TASK STATEMENT:
Write out all the data below exactly.

+---+

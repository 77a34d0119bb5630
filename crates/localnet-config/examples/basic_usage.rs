use localnet_config::{ConfigLoader, FailurePolicy, FileLoader, GeneratorConfig, Subnet};

fn main() -> Result<(), Box<dyn std::error::Error>> {
    println!("Localnet Configuration Basic Usage Example");
    println!("==========================================\n");

    // Example 1: Defaults
    println!("1. Default generator configuration:");
    let config = GeneratorConfig::default();
    println!("   Output: {}", config.output_dir.display());
    println!("   Image: {}", config.image);
    println!(
        "   Network: {} on {} (gateway {}, {} hosts)",
        config.network.name,
        config.network.subnet,
        config.network.subnet.gateway(),
        config.network.subnet.host_capacity()
    );
    println!("   Host ports start at {}\n", config.ports.host_base);

    // Example 2: Save and reload
    println!("2. Saving and loading configuration files:");
    let dir = tempfile::tempdir()?;
    let toml_path = dir.path().join("localnet.toml");
    let json_path = dir.path().join("localnet.json");

    let mut custom = config.clone();
    custom.archive_nodes = 2;
    custom.failure_policy = FailurePolicy::Lenient;
    custom.network.subnet = "10.1.0.0/16".parse::<Subnet>()?;

    FileLoader::save_toml(&custom, &toml_path)?;
    FileLoader::save_json(&custom, &json_path)?;
    println!("   Saved {} and {}", toml_path.display(), json_path.display());

    let loaded = ConfigLoader::new().load(Some(&toml_path))?;
    println!(
        "   Loaded: {} archive nodes, {} policy, subnet {}\n",
        loaded.archive_nodes, loaded.failure_policy, loaded.network.subnet
    );

    // Example 3: Validation
    println!("3. Validation:");
    let mut crowded = GeneratorConfig::default();
    crowded.network.subnet = "10.0.7.0/30".parse()?;
    crowded.archive_nodes = 1;
    match crowded.validate() {
        Ok(()) => println!("   Configuration is valid"),
        Err(e) => println!("   Rejected: {}", e),
    }

    Ok(())
}
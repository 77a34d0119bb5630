//! Localnet generator configuration
//!
//! This crate owns the settings that shape a generated local deployment:
//! where the node trees go, which image the services run, the virtual
//! network's subnet, port bases, node defaults and the chain preset. It also
//! provides file and environment loaders and validation.

pub mod config;
pub mod error;
pub mod loader;
pub mod subnet;

// Re-exports for convenience
pub use config::*;
pub use loader::{ConfigLoader, EnvLoader, FileLoader};
pub use subnet::Subnet;

// Re-export main types
pub use error::{ConfigError, ConfigResult};
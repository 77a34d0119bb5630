//! Configuration structures and types
pub mod chain;
pub mod generator;
pub mod node;

// Re-export main config types
pub use chain::ChainSettings;
pub use generator::{FailurePolicy, GeneratorConfig, VirtualNetworkSettings};
pub use node::{NodeSettings, PortSettings};
//! Filesystem primitives for writing node trees.
//!
//! Every helper returns the raw `std::io::Error`; callers attach the
//! participant and artifact context.

use std::ffi::OsString;
use std::fs;
use std::io;
use std::path::{Path, PathBuf};

/// Owner read-only. Staking material is locked down to this after writing.
pub const READ_ONLY_MODE: u32 = 0o400;

/// Create `path` and any missing parents.
pub fn ensure_dir<P: AsRef<Path>>(path: P) -> io::Result<()> {
    fs::create_dir_all(path)
}

/// Write `contents` to `path`, replacing any previous file.
///
/// A failed write removes whatever was left behind, so a retry never trips
/// over a truncated file.
pub fn write_file<P: AsRef<Path>>(path: P, contents: &[u8]) -> io::Result<()> {
    let path = path.as_ref();
    if let Err(err) = fs::write(path, contents) {
        let _ = fs::remove_file(path);
        return Err(err);
    }
    Ok(())
}

/// Restrict `path` to owner read-only.
pub fn set_read_only<P: AsRef<Path>>(path: P) -> io::Result<()> {
    #[cfg(unix)]
    {
        use std::os::unix::fs::PermissionsExt;
        fs::set_permissions(path, fs::Permissions::from_mode(READ_ONLY_MODE))
    }

    #[cfg(not(unix))]
    {
        let path = path.as_ref();
        let mut permissions = fs::metadata(path)?.permissions();
        permissions.set_readonly(true);
        fs::set_permissions(path, permissions)
    }
}

/// Write `contents` next to `path` and rename it into place.
///
/// Readers see either the previous file or the complete new one.
pub fn write_atomic<P: AsRef<Path>>(path: P, contents: &[u8]) -> io::Result<()> {
    let path = path.as_ref();
    let staging = staging_path(path);

    write_file(&staging, contents)?;
    fs::rename(&staging, path).map_err(|err| {
        let _ = fs::remove_file(&staging);
        err
    })
}

fn staging_path(path: &Path) -> PathBuf {
    let mut name = OsString::from(path.as_os_str());
    name.push(".tmp");
    PathBuf::from(name)
}

#[cfg(test)]
mod tests {
    use super::*;
    use tempfile::TempDir;

    #[test]
    fn test_write_file_replaces_contents() {
        let dir = TempDir::new().unwrap();
        let path = dir.path().join("config.json");

        write_file(&path, b"first").unwrap();
        write_file(&path, b"second").unwrap();

        assert_eq!(fs::read(&path).unwrap(), b"second");
    }

    #[test]
    fn test_write_file_into_missing_dir_leaves_nothing() {
        let dir = TempDir::new().unwrap();
        let path = dir.path().join("missing").join("staker.crt");

        assert!(write_file(&path, b"cert").is_err());
        assert!(!path.exists());
    }

    #[cfg(unix)]
    #[test]
    fn test_set_read_only_mode() {
        use std::os::unix::fs::PermissionsExt;

        let dir = TempDir::new().unwrap();
        let path = dir.path().join("staker.key");
        write_file(&path, b"key").unwrap();

        set_read_only(&path).unwrap();

        let mode = fs::metadata(&path).unwrap().permissions().mode();
        assert_eq!(mode & 0o777, READ_ONLY_MODE);
    }

    #[test]
    fn test_write_atomic_removes_staging_file() {
        let dir = TempDir::new().unwrap();
        let path = dir.path().join("docker-compose.yml");

        write_atomic(&path, b"version: '3'\n").unwrap();

        assert_eq!(fs::read(&path).unwrap(), b"version: '3'\n");
        assert!(!staging_path(&path).exists());
    }

    #[test]
    fn test_ensure_dir_nested() {
        let dir = TempDir::new().unwrap();
        let nested = dir.path().join("a").join("b").join("c");

        ensure_dir(&nested).unwrap();
        ensure_dir(&nested).unwrap();

        assert!(nested.is_dir());
    }
}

+---+

ANSWER SPACE:
repository 77a34d0119bb5630
filename crates/localnet-config/examples/basic_usage.rs
use localnet_config::{ConfigLoader, FailurePolicy, FileLoader, GeneratorConfig, Subnet};

fn main() -> Result<(), Box<dyn std::error::Error>> {
    println!("Localnet Configuration Basic Usage Example");
    println!("==========================================\n");

    // Example 1: Defaults
    println!("1. Default generator configuration:");
    let config = GeneratorConfig::default();
    println!("   Output: {}", config.output_dir.display());
    println!("   Image: {}", config.image);
    println!(
        "   Network: {} on {} (gateway {}, {} hosts)",
        config.network.name,
        config.network.subnet,
        config.network.subnet.gateway(),
        config.network.subnet.host_capacity()
    );
    println!("   Host ports start at {}\n", config.ports.host_base);

    // Example 2: Save and reload
    println!("2. Saving and loading configuration files:");
    let dir = tempfile::tempdir()?;
    let toml_path = dir.path().join("localnet.toml");
    let json_path = dir.path().join("localnet.json");

    let mut custom = config.clone();
    custom.archive_nodes = 2;
    custom.failure_policy = FailurePolicy::Lenient;
    custom.network.subnet = "10.1.0.0/16".parse::<Subnet>()?;

    FileLoader::save_toml(&custom, &toml_path)?;
    FileLoader::save_json(&custom, &json_path)?;
    println!("   Saved {} and {}", toml_path.display(), json_path.display());

    let loaded = ConfigLoader::new().load(Some(&toml_path))?;
    println!(
        "   Loaded: {} archive nodes, {} policy, subnet {}\n",
        loaded.archive_nodes, loaded.failure_policy, loaded.network.subnet
    );

    // Example 3: Validation
    println!("3. Validation:");
    let mut crowded = GeneratorConfig::default();
    crowded.network.subnet = "10.0.7.0/30".parse()?;
    crowded.archive_nodes = 1;
    match crowded.validate() {
        Ok(()) => println!("   Configuration is valid"),
        Err(e) => println!("   Rejected: {}", e),
    }

    Ok(())
}
repository 77a34d0119bb5630
//! Localnet generator configuration
//!
//! This crate owns the settings that shape a generated local deployment:
//! where the node trees go, which image the services run, the virtual
//! network's subnet, port bases, node defaults and the chain preset. It also
//! provides file and environment loaders and validation.

pub mod config;
pub mod error;
pub mod loader;
pub mod subnet;

// Re-exports for convenience
pub use config::*;
pub use loader::{ConfigLoader, EnvLoader, FileLoader};
pub use subnet::Subnet;

// Re-export main types
pub use error::{ConfigError, ConfigResult};
repository 77a34d0119bb5630
//! Configuration structures and types
pub mod chain;
pub mod generator;
pub mod node;

// Re-export main config types
pub use chain::ChainSettings;
pub use generator::{FailurePolicy, GeneratorConfig, VirtualNetworkSettings};
pub use node::{NodeSettings, PortSettings};
//! Filesystem primitives for writing node trees.
//!
//! Every helper returns the raw `std::io::Error`; callers attach the
//! participant and artifact context.

use std::ffi::OsString;
use std::fs;
use std::io;
use std::path::{Path, PathBuf};

/// Owner read-only. Staking material is locked down to this after writing.
pub const READ_ONLY_MODE: u32 = 0o400;

/// Create `path` and any missing parents.
pub fn ensure_dir<P: AsRef<Path>>(path: P) -> io::Result<()> {
    fs::create_dir_all(path)
}

/// Write `contents` to `path`, replacing any previous file.
///
/// A failed write removes whatever was left behind, so a retry never trips
/// over a truncated file.
pub fn write_file<P: AsRef<Path>>(path: P, contents: &[u8]) -> io::Result<()> {
    let path = path.as_ref();
    if let Err(err) = fs::write(path, contents) {
        let _ = fs::remove_file(path);
        return Err(err);
    }
    Ok(())
}

/// Restrict `path` to owner read-only.
pub fn set_read_only<P: AsRef<Path>>(path: P) -> io::Result<()> {
    #[cfg(unix)]
    {
        use std::os::unix::fs::PermissionsExt;
        fs::set_permissions(path, fs::Permissions::from_mode(READ_ONLY_MODE))
    }

    #[cfg(not(unix))]
    {
        let path = path.as_ref();
        let mut permissions = fs::metadata(path)?.permissions();
        permissions.set_readonly(true);
        fs::set_permissions(path, permissions)
    }
}

/// Write `contents` next to `path` and rename it into place.
///
/// Readers see either the previous file or the complete new one.
pub fn write_atomic<P: AsRef<Path>>(path: P, contents: &[u8]) -> io::Result<()> {
    let path = path.as_ref();
    let staging = staging_path(path);

    write_file(&staging, contents)?;
    fs::rename(&staging, path).map_err(|err| {
        let _ = fs::remove_file(&staging);
        err
    })
}

fn staging_path(path: &Path) -> PathBuf {
    let mut name = OsString::from(path.as_os_str());
    name.push(".tmp");
    PathBuf::from(name)
}

#[cfg(test)]
mod tests {
    use super::*;
    use tempfile::TempDir;

    #[test]
    fn test_write_file_replaces_contents() {
        let dir = TempDir::new().unwrap();
        let path = dir.path().join("config.json");

        write_file(&path, b"first").unwrap();
        write_file(&path, b"second").unwrap();

        assert_eq!(fs::read(&path).unwrap(), b"second");
    }

    #[test]
    fn test_write_file_into_missing_dir_leaves_nothing() {
        let dir = TempDir::new().unwrap();
        let path = dir.path().join("missing").join("staker.crt");

        assert!(write_file(&path, b"cert").is_err());
        assert!(!path.exists());
    }

    #[cfg(unix)]
    #[test]
    fn test_set_read_only_mode() {
        use std::os::unix::fs::PermissionsExt;

        let dir = TempDir::new().unwrap();
        let path = dir.path().join("staker.key");
        write_file(&path, b"key").unwrap();

        set_read_only(&path).unwrap();

        let mode = fs::metadata(&path).unwrap().permissions().mode();
        assert_eq!(mode & 0o777, READ_ONLY_MODE);
    }

    #[test]
    fn test_write_atomic_removes_staging_file() {
        let dir = TempDir::new().unwrap();
        let path = dir.path().join("docker-compose.yml");

        write_atomic(&path, b"version: '3'\n").unwrap();

        assert_eq!(fs::read(&path).unwrap(), b"version: '3'\n");
        assert!(!staging_path(&path).exists());
    }

    #[test]
    fn test_ensure_dir_nested() {
        let dir = TempDir::new().unwrap();
        let nested = dir.path().join("a").join("b").join("c");

        ensure_dir(&nested).unwrap();
        ensure_dir(&nested).unwrap();

        assert!(nested.is_dir());
    }
}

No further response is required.